**DESCRIPTION OF THE TASK:** Starting at the line with "for (i, mv) in all.iter().enumerate()" and going on through the line with "layers being stacked.", reproduce each line in the records below exactly and nothing more.
____ INPUT MATERIAL
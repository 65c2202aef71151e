#![forbid(unsafe_code)]
//! Mount manager.
//!
//! [`mount_volumes`] probes every visible volume for a filesystem, finds the
//! ones that hold an operating system root and assembles a [`MountTree`]
//! for each:
//!
//! - Linux roots carry `/etc/fstab`. Its entries are matched against the
//!   probed volumes by label, filesystem UUID, logical volume path or
//!   UUID, and guest device name ([`DeviceNameTable`]).
//! - Windows roots are NTFS volumes with `Windows/System32` (or
//!   `WINNT/System32`). The root becomes `C:`; every other NTFS volume gets
//!   the next drive letter from `D:`.

pub mod devices;
pub mod fstab;
pub mod tree;

use std::fmt;
use std::sync::Arc;

use tracing::{debug, info, warn};
use vms_error::Result;
use vms_fs::{FileSystem, FsCacheConfig, probe_filesystem};
use vms_volume::Volume;

pub use devices::DeviceNameTable;
pub use fstab::{FSTAB_PATH, FstabEntry, parse_fstab};
pub use tree::{GuestOs, MountPoint, MountTree};

use fstab::SpecIndex;
use tree::drive_point;

/// Directories whose presence marks an NTFS volume as a Windows system root.
const WINDOWS_SYSTEM_DIRS: [&str; 2] = ["/Windows/System32", "/WINNT/System32"];

/// A volume together with the filesystem found on it.
#[derive(Clone)]
pub struct MountedVolume {
    pub volume: Volume,
    pub fs: Arc<dyn FileSystem>,
}

impl fmt::Debug for MountedVolume {
    fn fmt(&self, f: &mut fmt::Formatter<'_>) -> fmt::Result {
        f.debug_struct("MountedVolume")
            .field("volume", &self.volume.name)
            .field("fs_type", &self.fs.fs_type())
            .finish()
    }
}

/// Result of [`mount_volumes`].
#[derive(Debug, Default)]
pub struct MountSet {
    /// One tree per operating system root, in volume order.
    pub trees: Vec<MountTree>,
    /// Every volume a filesystem was found on.
    pub filesystems: Vec<MountedVolume>,
    /// Volumes with no recognised filesystem.
    pub unformatted: Vec<Volume>,
    /// Volumes whose probe failed, with the reason.
    pub probe_errors: Vec<(String, String)>,
}

/// Probe `volumes` and build a mount tree for every OS root among them.
pub fn mount_volumes(
    volumes: &[Volume],
    devices: &DeviceNameTable,
    cache: &FsCacheConfig,
) -> Result<MountSet> {
    cache.validate()?;
    let mut set = MountSet::default();
    for volume in volumes {
        match probe_filesystem(&volume.name, Arc::clone(&volume.backend), cache) {
            Ok(Some(fs)) => set.filesystems.push(MountedVolume {
                volume: volume.clone(),
                fs,
            }),
            Ok(None) => {
                debug!(volume = %volume.name, "no filesystem on volume");
                set.unformatted.push(volume.clone());
            }
            Err(err) => {
                warn!(volume = %volume.name, error = %err, "filesystem probe failed, skipping volume");
                set.probe_errors.push((volume.name.clone(), err.to_string()));
                set.unformatted.push(volume.clone());
            }
        }
    }

    let specs = SpecIndex::build(&set.filesystems, devices);
    for (i, mv) in set.filesystems.iter().enumerate() {
        if is_linux_root(mv.fs.as_ref()) {
            let tree = linux_tree(i, &set.filesystems, &specs)?;
            info!(volume = %mv.volume.name, mounts = tree.mounts().len(), "mounted linux root");
            set.trees.push(tree);
        } else if is_windows_root(mv.fs.as_ref()) {
            let tree = windows_tree(i, &set.filesystems)?;
            info!(volume = %mv.volume.name, drives = tree.mounts().len(), "mounted windows root");
            set.trees.push(tree);
        }
    }
    Ok(set)
}

fn is_linux_root(fs: &dyn FileSystem) -> bool {
    matches!(fs.is_file(FSTAB_PATH), Ok(true))
}

fn is_windows_root(fs: &dyn FileSystem) -> bool {
    fs.fs_type() == "ntfs"
        && WINDOWS_SYSTEM_DIRS
            .iter()
            .any(|dir| matches!(fs.is_dir(dir), Ok(true)))
}

fn mount_at(point: String, spec: &str, mv: &MountedVolume) -> MountPoint {
    MountPoint {
        point,
        spec: spec.to_owned(),
        volume: mv.volume.name.clone(),
        fs: Arc::clone(&mv.fs),
    }
}

/// Root filesystem plus every fstab entry that names a probed volume. An
/// unreadable fstab leaves the root alone.
fn linux_tree(root: usize, all: &[MountedVolume], specs: &SpecIndex) -> Result<MountTree> {
    let root_mv = &all[root];
    let mut mounts = vec![mount_at("/".to_owned(), "ROOT", root_mv)];
    let entries = match root_mv.fs.read_file(FSTAB_PATH) {
        Ok(bytes) => parse_fstab(&String::from_utf8_lossy(&bytes)),
        Err(err) => {
            warn!(volume = %root_mv.volume.name, error = %err, "unreadable fstab, mounting root only");
            Vec::new()
        }
    };
    for entry in entries {
        if !entry.mount_point.starts_with('/') {
            debug!(spec = %entry.spec, point = %entry.mount_point, "relative mount point ignored");
            continue;
        }
        let point = vms_fs::normalize_path(&entry.mount_point);
        let Some(idx) = specs.resolve(&entry.spec) else {
            debug!(spec = %entry.spec, point = %point, "fstab spec matches no volume");
            continue;
        };
        if point == "/" {
            if idx != root {
                warn!(spec = %entry.spec, "fstab names a different root volume, keeping the probed root");
            }
            mounts[0].spec.clone_from(&entry.spec);
            continue;
        }
        debug!(spec = %entry.spec, point = %point, volume = %all[idx].volume.name, "adding mount point");
        mounts.retain(|m| m.point != point);
        mounts.push(mount_at(point, &entry.spec, &all[idx]));
    }
    MountTree::new(GuestOs::Linux, mounts)
}

/// `C:` is the root volume; the other NTFS volumes follow from `D:`.
fn windows_tree(root: usize, all: &[MountedVolume]) -> Result<MountTree> {
    let mut mounts = vec![mount_at(drive_point('C'), "C:", &all[root])];
    let mut letters = 'D'..='Z';
    for (i, mv) in all.iter().enumerate() {
        if i == root || mv.fs.fs_type() != "ntfs" {
            continue;
        }
        let Some(letter) = letters.next() else {
            warn!(volume = %mv.volume.name, "out of drive letters");
            break;
        };
        debug!(volume = %mv.volume.name, drive = %letter, "assigned drive letter");
        mounts.push(mount_at(drive_point(letter), &format!("{letter}:"), mv));
    }
    MountTree::new(GuestOs::Windows, mounts)
}
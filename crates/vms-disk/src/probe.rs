//! Format probe chain.
//!
//! Each [`DiskFormat`] offers a cheap signature check and a constructor that
//! wraps the lower backend. [`FormatRegistry::stack`] runs the probes in
//! registration order, wraps the first match, and probes again on top of the
//! new layer until nothing matches. No match at all means a flat disk.

use crate::vhd::VhdFormat;
use crate::vhdx::VhdxFormat;
use crate::vmdk::VmdkSparseFormat;
use std::fmt;
use std::sync::Arc;
use tracing::{debug, trace, warn};
use vms_block::{AccessMode, DiskBackend};
use vms_error::Result;

/// Bound on stacked format layers.
pub const MAX_FORMAT_LAYERS: usize = 8;

/// State threaded through the layers being stacked.
#[derive(Debug)]
pub struct FormatContext {
    pub mode: AccessMode,
    /// Copy-on-write parent, consumed by the first layer that uses one.
    pub parent: Option<Arc<dyn DiskBackend>>,
    /// Name of the disk being opened, for logs and errors.
    pub disk_name: String,
}

impl FormatContext {
    #[must_use]
    pub fn new(disk_name: impl Into<String>, mode: AccessMode) -> Self {
        Self {
            mode,
            parent: None,
            disk_name: disk_name.into(),
        }
    }
}

/// A virtual disk format that can sit on top of another backend.
pub trait DiskFormat: Send + Sync + fmt::Debug {
    fn name(&self) -> &'static str;

    /// Signature check. `Ok(false)` is a mismatch; errors are reserved for
    /// transport failures that prevent probing at all.
    fn probe(&self, dev: &dyn DiskBackend) -> Result<bool>;

    /// Wrap `lower`. Structural problems found here are errors: the format
    /// has been committed to.
    fn open(
        &self,
        lower: Arc<dyn DiskBackend>,
        ctx: &mut FormatContext,
    ) -> Result<Arc<dyn DiskBackend>>;
}

/// Ordered set of formats; first match wins.
#[derive(Debug)]
pub struct FormatRegistry {
    formats: Vec<Box<dyn DiskFormat>>,
}

impl Default for FormatRegistry {
    fn default() -> Self {
        Self::empty()
            .with(VmdkSparseFormat)
            .with(VhdxFormat)
            .with(VhdFormat)
    }
}

impl FormatRegistry {
    /// Registry with no formats: everything opens as flat.
    #[must_use]
    pub fn empty() -> Self {
        Self {
            formats: Vec::new(),
        }
    }

    /// Append `format` at the lowest priority.
    #[must_use]
    pub fn with(mut self, format: impl DiskFormat + 'static) -> Self {
        self.register(format);
        self
    }

    pub fn register(&mut self, format: impl DiskFormat + 'static) {
        self.formats.push(Box::new(format));
    }

    #[must_use]
    pub fn names(&self) -> Vec<&'static str> {
        self.formats.iter().map(|f| f.name()).collect()
    }

    /// First format whose signature matches `dev`.
    pub fn detect(&self, dev: &dyn DiskBackend) -> Result<Option<&dyn DiskFormat>> {
        for format in &self.formats {
            if format.probe(dev)? {
                debug!(format = format.name(), "format probe matched");
                return Ok(Some(format.as_ref()));
            }
            trace!(format = format.name(), "format probe did not match");
        }
        Ok(None)
    }

    /// Wrap `base` in every detected format layer.
    pub fn stack(
        &self,
        base: Arc<dyn DiskBackend>,
        ctx: &mut FormatContext,
    ) -> Result<Arc<dyn DiskBackend>> {
        let mut current = base;
        for depth in 0..MAX_FORMAT_LAYERS {
            let Some(format) = self.detect(current.as_ref())? else {
                trace!(disk = %ctx.disk_name, depth, "no further format layer");
                return Ok(current);
            };
            debug!(disk = %ctx.disk_name, format = format.name(), depth, "stacking format layer");
            current = match format.open(Arc::clone(&current), ctx) {
                Ok(layer) => layer,
                Err(err) => {
                    let _ = current.close();
                    return Err(err);
                }
            };
        }
        warn!(disk = %ctx.disk_name, "format stacking stopped at {MAX_FORMAT_LAYERS} layers");
        Ok(current)
    }
}

#[cfg(test)]
mod tests {
    use super::*;
    use vms_block::MemoryBackend;

    /// Toy format: a 4-byte "WRAP" header in front of the payload.
    #[derive(Debug)]
    struct Wrapped;

    impl DiskFormat for Wrapped {
        fn name(&self) -> &'static str {
            "wrapped"
        }

        fn probe(&self, dev: &dyn DiskBackend) -> Result<bool> {
            let mut magic = [0_u8; 4];
            if vms_block::read_clamped(dev, 0, &mut magic)? < 4 {
                return Ok(false);
            }
            Ok(&magic == b"WRAP")
        }

        fn open(
            &self,
            lower: Arc<dyn DiskBackend>,
            _ctx: &mut FormatContext,
        ) -> Result<Arc<dyn DiskBackend>> {
            let len = lower.len_bytes() - 4;
            Ok(Arc::new(vms_block::WindowBackend::new(lower, 4, len)?))
        }
    }

    #[test]
    fn unknown_content_stays_flat() {
        let registry = FormatRegistry::default();
        let base: Arc<dyn DiskBackend> = Arc::new(MemoryBackend::zeroed(4096));
        let mut ctx = FormatContext::new("disk0", AccessMode::ReadOnly);
        let stacked = registry.stack(Arc::clone(&base), &mut ctx).expect("stack");
        assert_eq!(stacked.kind(), "memory");
    }

    #[test]
    fn layers_are_stacked_until_no_probe_matches() {
        let registry = FormatRegistry::empty().with(Wrapped);
        let mut bytes = b"WRAPWRAP".to_vec();
        bytes.extend_from_slice(b"payload");
        let base: Arc<dyn DiskBackend> = Arc::new(MemoryBackend::new(bytes));
        let mut ctx = FormatContext::new("disk0", AccessMode::ReadOnly);
        let stacked = registry.stack(base, &mut ctx).expect("stack");
        let mut buf = vec![0_u8; 7];
        stacked.read_exact_at(0, &mut buf).expect("read");
        assert_eq!(&buf, b"payload");
    }

    #[test]
    fn first_registered_probe_wins() {
        let registry = FormatRegistry::empty().with(Wrapped).with(Wrapped);
        let dev = MemoryBackend::new(b"WRAPxxxx".to_vec());
        let hit = registry.detect(&dev).expect("detect").expect("match");
        assert_eq!(hit.name(), "wrapped");
        assert_eq!(FormatRegistry::default().names(), vec!["vmdk-sparse", "vhdx", "vhd"]);
    }
}
use std::sync::Arc;

use proptest::prelude::*;
use vms_block::MemoryBackend;
use vms_error::VmsError;
use vms_fs::{FileKind, FileSystem, FsCacheConfig};
use vms_harness::ext4::Ext4Builder;
use vms_harness::ntfs::NtfsBuilder;
use vms_mount::{DeviceNameTable, GuestOs, MountSet, MountTree, mount_volumes};
use vms_volume::{Volume, VolumeKind};

const FSTAB: &str = "\
# static file system information
LABEL=rootfs                               /          ext4 defaults 0 1
UUID=11111111-1111-1111-1111-111111111111  /boot      ext4 defaults 0 2
/dev/mapper/vg--sys-home                   /home      ext4 defaults 0 2
/dev/sdb1                                  /srv       ext4 defaults 0 2
UUID=lvuuid-OPT                            /opt       ext4 ro       0 2
LABEL=missing                              /mnt/gone  ext4 defaults 0 0
/dev/sda2                                  none       swap sw       0 0
proc                                       /proc      proc defaults 0 0
";

fn physical(name: &str, image: Vec<u8>, hardware_id: &str, partition: u32) -> Volume {
    Volume {
        name: name.to_owned(),
        backend: Arc::new(MemoryBackend::new(image)),
        kind: VolumeKind::Physical {
            hardware_id: Some(hardware_id.to_owned()),
            partition,
        },
    }
}

fn logical(image: Vec<u8>, vg: &str, lv: &str, uuid: Option<&str>) -> Volume {
    Volume {
        name: format!("{vg}/{lv}"),
        backend: Arc::new(MemoryBackend::new(image)),
        kind: VolumeKind::Logical {
            vg_name: vg.to_owned(),
            lv_name: lv.to_owned(),
            lv_uuid: uuid.map(str::to_owned),
        },
    }
}

fn linux_volumes() -> Vec<Volume> {
    let root = Ext4Builder::new()
        .label("rootfs")
        .file("/etc/fstab", FSTAB.as_bytes())
        .file("/etc/hostname", b"vm1\n")
        .symlink("/vmlinuz", "boot/vmlinuz-6.1")
        .symlink("/etc/alternatives/editor", "/opt/bin/vi")
        .dir("/boot")
        .dir("/home")
        .dir("/srv")
        .dir("/opt")
        .build();
    let boot = Ext4Builder::new()
        .uuid([0x11; 16])
        .file("/vmlinuz-6.1", b"kernel")
        .build();
    let home = Ext4Builder::new()
        .file("/alice/.profile", b"export A=1\n")
        .symlink("/alice/hosts", "/etc/hostname")
        .symlink("/alice/loop", "/home/alice/loop2")
        .symlink("/alice/loop2", "loop")
        .build();
    let srv = Ext4Builder::new()
        .file("/www/index.html", b"<html></html>")
        .build();
    let opt = Ext4Builder::new().file("/bin/vi", b"vi").build();
    vec![
        physical("disk0p1", root, "scsi0:0", 1),
        physical("disk0p3", boot, "scsi0:0", 3),
        logical(home, "vg-sys", "home", Some("lvuuid-home")),
        physical("disk1p1", srv, "scsi0:1", 1),
        logical(opt, "vg-sys", "opt", Some("LVUUID-opt")),
        physical("disk2", vec![0_u8; 1 << 20], "scsi0:2", 0),
    ]
}

fn mount_linux() -> MountSet {
    let devices = DeviceNameTable::new(["scsi0:0", "scsi0:1", "scsi0:2"]);
    mount_volumes(&linux_volumes(), &devices, &FsCacheConfig::default()).expect("mount")
}

fn only_tree(set: &MountSet) -> &MountTree {
    assert_eq!(set.trees.len(), 1);
    &set.trees[0]
}

#[test]
fn fstab_entries_become_mount_points() {
    let set = mount_linux();
    assert_eq!(set.filesystems.len(), 5);
    assert_eq!(set.unformatted.len(), 1);
    assert_eq!(set.unformatted[0].name, "disk2");
    assert!(set.probe_errors.is_empty());

    let tree = only_tree(&set);
    assert_eq!(tree.os(), GuestOs::Linux);
    assert_eq!(tree.fs_type(), "mount");
    assert_eq!(tree.volume_name().as_deref(), Some("rootfs"));
    let points: Vec<(&str, &str)> = tree
        .mounts()
        .iter()
        .map(|m| (m.point.as_str(), m.volume.as_str()))
        .collect();
    assert_eq!(
        points,
        vec![
            ("/", "disk0p1"),
            ("/boot", "disk0p3"),
            ("/home", "vg-sys/home"),
            ("/srv", "disk1p1"),
            ("/opt", "vg-sys/opt"),
        ]
    );
    assert_eq!(tree.root().spec, "LABEL=rootfs");
}

#[test]
fn paths_are_served_by_the_owning_filesystem() {
    let set = mount_linux();
    let tree = only_tree(&set);
    assert_eq!(tree.read_file("/etc/hostname").expect("root"), b"vm1\n");
    assert_eq!(tree.read_file("/boot/vmlinuz-6.1").expect("boot"), b"kernel");
    assert_eq!(tree.read_file("/srv/www/index.html").expect("srv"), b"<html></html>");
    assert_eq!(tree.dir_entries("/home").expect("home"), vec!["alice"]);
    assert!(tree.is_dir("/opt/bin").expect("opt"));
    assert!(!tree.exists("/mnt/gone").expect("unmatched spec"));
    assert!(matches!(
        tree.read_file("/boot/nope"),
        Err(VmsError::NotFound(p)) if p == "/boot/nope"
    ));
}

#[test]
fn symlinks_cross_filesystems() {
    let set = mount_linux();
    let tree = only_tree(&set);
    assert_eq!(tree.read_file("/vmlinuz").expect("relative into /boot"), b"kernel");
    assert_eq!(
        tree.read_file("/etc/alternatives/editor").expect("absolute into /opt"),
        b"vi"
    );
    assert_eq!(
        tree.read_file("/home/alice/hosts").expect("back to root"),
        b"vm1\n"
    );
    assert_eq!(tree.stat("/home/alice/hosts").expect("lstat").kind, FileKind::Symlink);
    assert_eq!(tree.read_link("/home/alice/hosts").expect("link"), "/etc/hostname");
    assert_eq!(
        tree.stat_follow("/vmlinuz").expect("stat").kind,
        FileKind::File
    );
    assert!(matches!(
        tree.read_file("/home/alice/loop"),
        Err(VmsError::SymlinkLoop(_))
    ));
    assert!(matches!(
        tree.dir_entries("/etc/hostname/x"),
        Err(VmsError::NotDirectory(_))
    ));
}

#[test]
fn working_directory_moves_between_filesystems() {
    let set = mount_linux();
    let tree = only_tree(&set);
    let home_free = set.filesystems[2].fs.free_bytes().expect("home free");

    tree.chdir("/home/alice").expect("chdir");
    assert_eq!(tree.pwd(), "/home/alice");
    assert_eq!(tree.read_file(".profile").expect("relative"), b"export A=1\n");
    assert_eq!(tree.free_bytes().expect("free"), home_free);

    tree.chdir("../../boot").expect("dotdot across mounts");
    assert_eq!(tree.pwd(), "/boot");
    assert_eq!(tree.read_file("vmlinuz-6.1").expect("boot relative"), b"kernel");
    assert!(matches!(
        tree.chdir("/etc/hostname"),
        Err(VmsError::NotDirectory(_))
    ));
    assert_eq!(tree.pwd(), "/boot");
}

#[test]
fn missing_fstab_means_no_linux_root() {
    let data = Ext4Builder::new().file("/notes.txt", b"hi").build();
    let volumes = vec![physical("disk0", data, "scsi0:0", 0)];
    let set = mount_volumes(&volumes, &DeviceNameTable::default(), &FsCacheConfig::default())
        .expect("mount");
    assert!(set.trees.is_empty());
    assert_eq!(set.filesystems.len(), 1);
}

#[test]
fn empty_fstab_mounts_the_root_alone() {
    let root = Ext4Builder::new()
        .file("/etc/fstab", b"# nothing here\n")
        .file("/etc/hostname", b"lonely\n")
        .build();
    let volumes = vec![physical("disk0p1", root, "ide0:0", 1)];
    let devices = DeviceNameTable::new(["ide0:0"]);
    let set = mount_volumes(&volumes, &devices, &FsCacheConfig::default()).expect("mount");
    let tree = only_tree(&set);
    assert_eq!(tree.mounts().len(), 1);
    assert_eq!(tree.root().spec, "ROOT");
    assert_eq!(tree.read_file("/etc/hostname").expect("root"), b"lonely\n");
}

#[test]
fn ide_partitions_resolve_by_device_name() {
    let root = Ext4Builder::new()
        .file("/etc/fstab", b"/dev/hda1 / ext4 defaults 0 1\n/dev/hdb /data ext4 defaults 0 2\n")
        .dir("/data")
        .build();
    let data = Ext4Builder::new().file("/x", b"x").build();
    let volumes = vec![
        physical("disk0p1", root, "ide0:0", 1),
        physical("disk1", data, "ide0:1", 0),
    ];
    let devices = DeviceNameTable::new(["ide0:0", "ide0:1"]);
    let set = mount_volumes(&volumes, &devices, &FsCacheConfig::default()).expect("mount");
    let tree = only_tree(&set);
    assert_eq!(tree.root().spec, "/dev/hda1");
    assert_eq!(tree.read_file("/data/x").expect("whole disk"), b"x");
}

#[test]
fn aufs_volume_is_reported_not_mounted() {
    let mut image = vec![0_u8; 1 << 16];
    image[1024 + 52..1024 + 56].copy_from_slice(&0x1212_1313_u32.to_le_bytes());
    let volumes = vec![physical("disk0", image, "scsi0:0", 0)];
    let set = mount_volumes(&volumes, &DeviceNameTable::default(), &FsCacheConfig::default())
        .expect("mount");
    assert_eq!(set.probe_errors.len(), 1);
    assert_eq!(set.probe_errors[0].0, "disk0");
    assert_eq!(set.unformatted.len(), 1);
}

#[test]
fn invalid_cache_config_is_rejected() {
    let cache = FsCacheConfig {
        inode_capacity: 0,
        block_capacity: 1,
    };
    let err = mount_volumes(&[], &DeviceNameTable::default(), &cache).expect_err("config");
    assert!(matches!(err, VmsError::InvalidConfig(_)));
}

// ── Windows ────────────────────────────────────────────────────────────────

fn windows_set() -> MountSet {
    let system = NtfsBuilder::new()
        .label("System")
        .file("/Windows/System32/config.txt", b"[boot]\r\n")
        .file("/Users/Public/readme.txt", b"public")
        .symlink("/data", r"D:\shared", false)
        .junction("/Documents and Settings", r"C:\Users")
        .build();
    let data = NtfsBuilder::new()
        .label("Data")
        .file("/shared/report.txt", b"q3")
        .symlink("/shared/sys.txt", r"C:\Windows\System32\config.txt", false)
        .build();
    let linux_swap = vec![0_u8; 1 << 16];
    let volumes = vec![
        physical("disk1p1", data, "scsi0:1", 1),
        physical("disk0p1", system, "scsi0:0", 1),
        physical("disk0p2", linux_swap, "scsi0:0", 2),
    ];
    mount_volumes(&volumes, &DeviceNameTable::default(), &FsCacheConfig::default())
        .expect("mount")
}

#[test]
fn windows_root_takes_c_and_others_follow() {
    let set = windows_set();
    let tree = only_tree(&set);
    assert_eq!(tree.os(), GuestOs::Windows);
    let drives: Vec<(&str, &str)> = tree
        .mounts()
        .iter()
        .map(|m| (m.spec.as_str(), m.volume.as_str()))
        .collect();
    assert_eq!(drives, vec![("C:", "disk0p1"), ("D:", "disk1p1")]);
    assert_eq!(tree.volume_name().as_deref(), Some("System"));
}

#[test]
fn windows_paths_take_drive_letters_and_backslashes() {
    let set = windows_set();
    let tree = only_tree(&set);
    for path in [
        r"C:\Windows\System32\config.txt",
        "c:/windows/system32/config.txt",
        "/Windows/System32/config.txt",
        r"\Windows\System32\config.txt",
    ] {
        assert_eq!(tree.read_file(path).expect(path), b"[boot]\r\n");
    }
    assert_eq!(tree.read_file(r"D:\shared\report.txt").expect("d"), b"q3");
    assert_eq!(
        tree.dir_entries("D:").expect("drive root"),
        vec!["shared"]
    );
    assert!(matches!(
        tree.read_file(r"E:\x"),
        Err(VmsError::NotFound(_))
    ));
}

#[test]
fn windows_links_cross_drives() {
    let set = windows_set();
    let tree = only_tree(&set);
    assert_eq!(tree.read_file(r"C:\data\report.txt").expect("c to d"), b"q3");
    assert_eq!(tree.read_file(r"D:\shared\sys.txt").expect("d to c"), b"[boot]\r\n");
    assert_eq!(
        tree.dir_entries(r"C:\Documents and Settings").expect("junction"),
        vec!["Public"]
    );
}

#[test]
fn windows_working_directory() {
    let set = windows_set();
    let tree = only_tree(&set);
    assert_eq!(tree.pwd(), "C:/");
    tree.chdir(r"D:\shared").expect("chdir");
    assert_eq!(tree.pwd(), "D:/shared");
    assert_eq!(tree.read_file("report.txt").expect("relative"), b"q3");
    tree.chdir(r"..\..\..").expect("clamped at drive root");
    assert_eq!(tree.pwd(), "D:/");
    tree.chdir(r"C:\Windows").expect("back to c");
    assert_eq!(tree.read_file(r"System32\config.txt").expect("c relative"), b"[boot]\r\n");
}

proptest! {
    #![proptest_config(ProptestConfig::with_cases(32))]

    #[test]
    fn redundant_separators_and_dots_do_not_matter(
        slashes in proptest::collection::vec(1_usize..4, 2),
        dots in 0_usize..3,
    ) {
        let set = mount_linux();
        let tree = only_tree(&set);
        let sep = |n: usize| "/".repeat(n);
        let path = format!(
            "{}boot{}{}vmlinuz-6.1",
            sep(slashes[0]),
            sep(slashes[1]),
            "./".repeat(dots),
        );
        prop_assert_eq!(tree.read_file(&path).expect("read"), b"kernel".to_vec());
    }
}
________
**EXERCISE RESULT:**
    for (i, mv) in all.iter().enumerate() {
        if i == root || mv.fs.fs_type() != "ntfs" {
            continue;
        }
        let Some(letter) = letters.next() else {
            warn!(volume = %mv.volume.name, "out of drive letters");
            break;
        };
        debug!(volume = %mv.volume.name, drive = %letter, "assigned drive letter");
        mounts.push(mount_at(drive_point(letter), &format!("{letter}:"), mv));
    }
    MountTree::new(GuestOs::Windows, mounts)
}
filename crates/vms-disk/src/probe.rs
//! Format probe chain.
//!
//! Each [`DiskFormat`] offers a cheap signature check and a constructor that
//! wraps the lower backend. [`FormatRegistry::stack`] runs the probes in
//! registration order, wraps the first match, and probes again on top of the
//! new layer until nothing matches. No match at all means a flat disk.

use crate::vhd::VhdFormat;
use crate::vhdx::VhdxFormat;
use crate::vmdk::VmdkSparseFormat;
use std::fmt;
use std::sync::Arc;
use tracing::{debug, trace, warn};
use vms_block::{AccessMode, DiskBackend};
use vms_error::Result;

/// Bound on stacked format layers.
pub const MAX_FORMAT_LAYERS: usize = 8;

/// State threaded through the layers being stacked.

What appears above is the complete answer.